* **TASK BRIEF**
If a line in the listing below contains "rule", return that line.

┄┄┄┄┄┄

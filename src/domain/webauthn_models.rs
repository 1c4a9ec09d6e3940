use chrono::{DateTime, Utc};
use serde::{Deserialize, Serialize};
use uuid::Uuid;

/// A person allowed to hold passkeys and book the door.
#[derive(Debug, Clone, Serialize, Deserialize, PartialEq, Eq)]
pub struct User {
    // ---
    pub id: Uuid,

    /// Login name. Unique and never changed after registration.
    pub username: String,

    pub display_name: String,
    pub created_at: DateTime<Utc>,
}

impl User {
    // ---
    pub fn new(username: String, display_name: String) -> Self {
        // ---
        Self {
            id: Uuid::new_v4(),
            username,
            display_name,
            created_at: Utc::now(),
        }
    }
}

/// A passkey bound to a user.
#[derive(Debug, Clone, Serialize, Deserialize, PartialEq, Eq)]
pub struct Credential {
    // ---
    /// Unique credential ID (from authenticator)
    pub id: Vec<u8>,

    /// User this credential belongs to
    pub user_id: Uuid,

    /// Serialized public key material, opaque to everything but the verifier
    pub public_key: Vec<u8>,

    /// Last sign counter reported by the authenticator
    pub sign_count: u32,

    pub backup_eligible: bool,
    pub backup_state: bool,

    /// When this credential was created
    pub created_at: DateTime<Utc>,
}

impl Credential {
    // ---
    pub fn new(id: Vec<u8>, user_id: Uuid, public_key: Vec<u8>) -> Self {
        // ---
        Self {
            id,
            user_id,
            public_key,
            sign_count: 0,
            backup_eligible: false,
            backup_state: false,
            created_at: Utc::now(),
        }
    }

    pub fn with_backup_flags(mut self, eligible: bool, state: bool) -> Self {
        // ---
        self.backup_eligible = eligible;
        self.backup_state = state;
        self
    }
}

/// Result of an insert guarded by a uniqueness or exclusion rule.
///
/// Backends report a violated rule as `Duplicate` instead of an error so that
/// a lost race and a failed pre-check look the same to callers.
#[derive(Debug, Clone, PartialEq, Eq)]
pub enum InsertOutcome<T> {
    Created(T),
    Duplicate,
}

┄┄┄┄┄┄

* **WRITTEN SOLUTION**
/// Result of an insert guarded by a uniqueness or exclusion rule.
/// Backends report a violated rule as `Duplicate` instead of an error so that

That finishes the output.